Hypnotherapy can also be a way to help you access memories, images and feelings to explore beliefs that may still operate in your life, and enhance your capacity to consciously direct your life.
I chose Canyon Ranch Lenox to help me recover from the death of my brother by gun violence because they have unparalleled resources for health issues, including a staff of psychologists. This is the place where you can dive deep into whatever is hurting you, and find real help.
My program advisor and I had decided the most important service for me would be an "Inner Journey" with Jeffrey Rossman, Ph.D, head of Canyon Ranch Lenox's Life Management Department. I have experience with hypnotherapy, and had a feeling it could be helpful.
The Inner Journey Begins
To begin, Dr. Rossman and I talked a while about my brother's death, what I was feeling and what I wanted to accomplish in the 100-minute session. He helped me identify two goals: to further my healing process, and to be able to write about my brother and what he meant to me. "I say I want to do it, but I see I'm not doing it," I told him.
The traumatic circumstances of Wesley's death felt like a wall between me and the happier memories of our time together in childhood. I hoped Dr. Rossman could help me access those memories in a meaningful way, and dissolve whatever obstacles are keeping me from writing them down, like other people's criticism, and the heartbreak of remembering the brother I lost.

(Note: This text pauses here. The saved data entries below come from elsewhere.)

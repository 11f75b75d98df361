#[derive(Debug, Clone, PartialEq, Eq)]
pub enum Msg {
    /// User picked files through the file input.
    FilesSelected(Vec<crate::SelectedFile>),
    /// A drag is hovering over the drop zone.
    DragOver,
    /// The drag left the drop zone without dropping.
    DragLeave,
    /// Files were dropped on the drop zone.
    FilesDropped(Vec<crate::SelectedFile>),
    /// User edited the query box.
    QueryChanged(String),
    /// User pressed Ask.
    SubmitClicked,
    /// Engine finished a request.
    SubmitCompleted {
        request_id: crate::RequestId,
        outcome: SubmitOutcome,
    },
}

/// What the user gets to see for a finished request.
#[derive(Debug, Clone, PartialEq, Eq)]
pub enum SubmitOutcome {
    /// The backend's `result` markdown.
    Answered(String),
    /// Anything went wrong between reading the files and decoding the reply.
    Failed,
}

For the actual hypnotherapy session, I lay back in a comfy chair, covered up with a blanket, and closed my eyes. Dr. Rossman guided me back in time and asked me to recall some of my childhood memories of my brother. The first memory was walking home from school together. Some boy yelled out "Marrieds!" at us from across a park. It was supposed to be an insult -- a boy and a girl together! -- but we both just looked at him like he was crazy. It didn't disturb either one of us in the least. We liked to be together.
Wes Stood Up For Me
I remembered how my brother was willing to fight a much bigger boy who was grabbing at my legs, preventing me from coming down the slide. "Leave my sister alone!" he yelled, furiously windmilling his arms. Wes knew he couldn't beat the boy in a fight, but he was willing to take him on, and the boy stopped bothering me. Wes was my protector.

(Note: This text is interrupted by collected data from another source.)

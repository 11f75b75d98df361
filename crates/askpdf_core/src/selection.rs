use std::path::{Path, PathBuf};

use url::Url;

/// A file handle as chosen by the user. Contents are read only at submit time.
#[derive(Debug, Clone, PartialEq, Eq)]
pub struct SelectedFile {
    pub path: PathBuf,
    pub name: String,
}

impl SelectedFile {
    pub fn from_path(path: impl Into<PathBuf>) -> Self {
        let path = path.into();
        let name = path
            .file_name()
            .map(|name| name.to_string_lossy().into_owned())
            .unwrap_or_else(|| path.display().to_string());
        Self { path, name }
    }

    /// Advisory only; selection is never filtered on it.
    pub fn is_pdf(&self) -> bool {
        self.path
            .extension()
            .is_some_and(|ext| ext.eq_ignore_ascii_case("pdf"))
    }
}

impl AsRef<Path> for SelectedFile {
    fn as_ref(&self) -> &Path {
        &self.path
    }
}

/// Parse typed or pasted text into file handles, in order.
///
/// Terminals deliver a drag-and-drop as pasted text, so this accepts what
/// they emit: whitespace or newline separated words, POSIX-style single and
/// double quotes, backslash escapes, and `file://` URLs.
pub fn parse_path_list(raw: &str) -> Vec<SelectedFile> {
    split_words(raw)
        .into_iter()
        .filter(|word| !word.is_empty())
        .map(|word| SelectedFile::from_path(word_to_path(&word)))
        .collect()
}

fn split_words(raw: &str) -> Vec<String> {
    let mut words = Vec::new();
    let mut current = String::new();
    let mut in_word = false;
    let mut quote: Option<char> = None;
    let mut chars = raw.chars();

    while let Some(ch) = chars.next() {
        match quote {
            Some(q) if ch == q => quote = None,
            Some('"') if ch == '\\' => {
                if let Some(next) = chars.next() {
                    current.push(next);
                }
            }
            Some(_) => current.push(ch),
            None => match ch {
                '\'' | '"' => {
                    quote = Some(ch);
                    in_word = true;
                }
                '\\' => {
                    if let Some(next) = chars.next() {
                        current.push(next);
                    }
                    in_word = true;
                }
                c if c.is_whitespace() => {
                    if in_word {
                        words.push(std::mem::take(&mut current));
                        in_word = false;
                    }
                }
                c => {
                    current.push(c);
                    in_word = true;
                }
            },
        }
    }
    if in_word {
        words.push(current);
    }
    words
}

fn word_to_path(word: &str) -> PathBuf {
    if word.starts_with("file://") {
        if let Some(path) = Url::parse(word).ok().and_then(|url| url.to_file_path().ok()) {
            return path;
        }
    }
    PathBuf::from(word)
}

I remembered how we played "War" with his other friends from the neighborhood -- Wes had a Bazooka -- and there were arguments over whether someone had been shot or not. "It's not that common for a boy to include his little sister in his activities," Dr. Rossman commented. "They are generally regarded as a nuisance."
Dad spent $300 on a used boat one summer -- an unusual, unnecessary expenditure, just for fun -- and Wes and I water-skied our way through a couple of high-school summers. When Wes went to college I wanted to run away from home, but he talked me out of it. "There's a university high school here in Norman," he said. "You can come here."

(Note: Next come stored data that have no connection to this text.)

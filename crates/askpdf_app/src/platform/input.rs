//! Terminal input → core messages.
//!
//! Holds the bits of form state that only matter to the terminal: focus, the
//! path being typed, answer scroll and the spinner frame.

use askpdf_core::{parse_path_list, AppViewModel, DropZone, Msg};
use ratatui::crossterm::event::{
    Event, KeyCode, KeyEvent, KeyEventKind, KeyModifiers, MouseButton, MouseEvent, MouseEventKind,
};

use super::ui::constants::{SCROLL_STEP, SPINNER_FRAMES};
use super::ui::layout::FormAreas;

#[derive(Debug, Clone, Copy, PartialEq, Eq, Default)]
pub enum Focus {
    #[default]
    Files,
    Query,
    Submit,
}

impl Focus {
    fn next(self) -> Self {
        match self {
            Focus::Files => Focus::Query,
            Focus::Query => Focus::Submit,
            Focus::Submit => Focus::Files,
        }
    }

    fn prev(self) -> Self {
        match self {
            Focus::Files => Focus::Submit,
            Focus::Query => Focus::Files,
            Focus::Submit => Focus::Query,
        }
    }
}

#[derive(Debug, Default)]
pub struct FormUi {
    pub focus: Focus,
    pub path_input: String,
    pub answer_scroll: u16,
    pub(crate) spinner_frame: usize,
    pub(crate) quit: bool,
}

impl FormUi {
    pub fn should_quit(&self) -> bool {
        self.quit
    }

    pub fn spinner(&self) -> &'static str {
        SPINNER_FRAMES[self.spinner_frame % SPINNER_FRAMES.len()]
    }

    pub fn advance_spinner(&mut self) {
        self.spinner_frame = self.spinner_frame.wrapping_add(1);
    }

    pub fn handle_event(
        &mut self,
        event: &Event,
        view: &AppViewModel,
        areas: &FormAreas,
    ) -> Vec<Msg> {
        match event {
            Event::Key(key) => self.handle_key(*key, view),
            Event::Paste(text) => self.handle_paste(text, view),
            Event::Mouse(mouse) => self.handle_mouse(*mouse, view, areas),
            _ => Vec::new(),
        }
    }

    fn handle_key(&mut self, key: KeyEvent, view: &AppViewModel) -> Vec<Msg> {
        if key.kind != KeyEventKind::Press {
            return Vec::new();
        }
        let ctrl = key.modifiers.contains(KeyModifiers::CONTROL);

        match key.code {
            KeyCode::Esc => {
                self.quit = true;
                Vec::new()
            }
            KeyCode::Char('c') if ctrl => {
                self.quit = true;
                Vec::new()
            }
            KeyCode::Tab => {
                self.focus = self.focus.next();
                Vec::new()
            }
            KeyCode::BackTab => {
                self.focus = self.focus.prev();
                Vec::new()
            }
            KeyCode::PageUp => {
                self.answer_scroll = self.answer_scroll.saturating_sub(SCROLL_STEP);
                Vec::new()
            }
            KeyCode::PageDown => {
                self.answer_scroll = self.answer_scroll.saturating_add(SCROLL_STEP);
                Vec::new()
            }
            KeyCode::Enter => match self.focus {
                Focus::Files => {
                    // Nothing typed: keep whatever was dropped.
                    let files = parse_path_list(&std::mem::take(&mut self.path_input));
                    if files.is_empty() {
                        return Vec::new();
                    }
                    self.focus = Focus::Query;
                    vec![Msg::FilesSelected(files)]
                }
                Focus::Query | Focus::Submit => self.submit(),
            },
            KeyCode::Backspace => match self.focus {
                Focus::Files => {
                    self.path_input.pop();
                    Vec::new()
                }
                Focus::Query => {
                    let mut query = view.query.clone();
                    query.pop();
                    vec![Msg::QueryChanged(query)]
                }
                Focus::Submit => Vec::new(),
            },
            KeyCode::Char(ch) if !ctrl && !key.modifiers.contains(KeyModifiers::ALT) => {
                match self.focus {
                    Focus::Files => {
                        self.path_input.push(ch);
                        Vec::new()
                    }
                    Focus::Query => {
                        let mut query = view.query.clone();
                        query.push(ch);
                        vec![Msg::QueryChanged(query)]
                    }
                    Focus::Submit if ch == ' ' => self.submit(),
                    Focus::Submit => Vec::new(),
                }
            }
            _ => Vec::new(),
        }
    }

    /// Terminals deliver a file drop as a paste of its path(s).
    ///
    /// In the query field only absolute paths (which is what terminals send,
    /// `file://` URLs included) count as a drop, so a word that happens to
    /// name a file in the working directory stays part of the question.
    fn handle_paste(&mut self, text: &str, view: &AppViewModel) -> Vec<Msg> {
        let dropped = parse_path_list(text);
        let is_drop = !dropped.is_empty()
            && dropped.iter().all(|file| {
                file.path.is_file() && (self.focus != Focus::Query || file.path.is_absolute())
            });
        if is_drop {
            return vec![Msg::FilesDropped(dropped)];
        }

        let flattened = text.replace(['\r', '\n'], " ");
        match self.focus {
            Focus::Files => {
                self.path_input.push_str(&flattened);
                Vec::new()
            }
            Focus::Query => vec![Msg::QueryChanged(format!("{}{}", view.query, flattened))],
            Focus::Submit => Vec::new(),
        }
    }

    fn handle_mouse(
        &mut self,
        mouse: MouseEvent,
        view: &AppViewModel,
        areas: &FormAreas,
    ) -> Vec<Msg> {
        let over_zone = FormAreas::hit(areas.drop_zone, mouse.column, mouse.row);
        let dragging = view.drop_zone == DropZone::Dragging;

        match mouse.kind {
            MouseEventKind::Down(MouseButton::Left) => {
                if over_zone {
                    self.focus = Focus::Files;
                } else if FormAreas::hit(areas.query, mouse.column, mouse.row) {
                    self.focus = Focus::Query;
                } else if FormAreas::hit(areas.submit, mouse.column, mouse.row) {
                    self.focus = Focus::Submit;
                    return self.submit();
                }
                Vec::new()
            }
            MouseEventKind::Drag(MouseButton::Left) if over_zone && !dragging => {
                vec![Msg::DragOver]
            }
            MouseEventKind::Drag(_) | MouseEventKind::Moved if !over_zone && dragging => {
                vec![Msg::DragLeave]
            }
            MouseEventKind::Up(_) if dragging => vec![Msg::DragLeave],
            MouseEventKind::ScrollUp if FormAreas::hit(areas.answer, mouse.column, mouse.row) => {
                self.answer_scroll = self.answer_scroll.saturating_sub(1);
                Vec::new()
            }
            MouseEventKind::ScrollDown
                if FormAreas::hit(areas.answer, mouse.column, mouse.row) =>
            {
                self.answer_scroll = self.answer_scroll.saturating_add(1);
                Vec::new()
            }
            _ => Vec::new(),
        }
    }

    fn submit(&mut self) -> Vec<Msg> {
        self.answer_scroll = 0;
        vec![Msg::SubmitClicked]
    }
}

The Truth Of A Deep Brother/Sister Bond
Dr. Rossman reflected back to me the truth of our relationship in a way that I felt no one else has really perceived -- how special it is to be a brother and sister, what a rare and beautiful relationship we had, unlike any other in my life. Dr. Rossman saw the terrible depth of my loss.
Wes was there for me from the very beginning of my life. We loved each other, accepted each other, and enjoyed each other's company. We didn't like every single thing the other one did, but we were honest when conflict arose. We got through it.
Then Dr. Rossman focused on the future. "You have an important story to tell," he told me. "It's a beautiful story, and a tragic story. And to write it you must keep your heart open, and be willing to remember the beautiful memories you have shared with me, and also the painful memories." He told me it would be a comfort to remember this beautiful relationship. "You will find the words."
Afterwards I felt more connected to the happy memories of my brother, and more confident in my ability to honor him and do him justice. It's not like one session makes the pain go away, but Dr. Rossman helped me over some of the places where I felt hindered. He moved me further along the path of healing, and helped indicate the way forward, for days when I walk the path alone.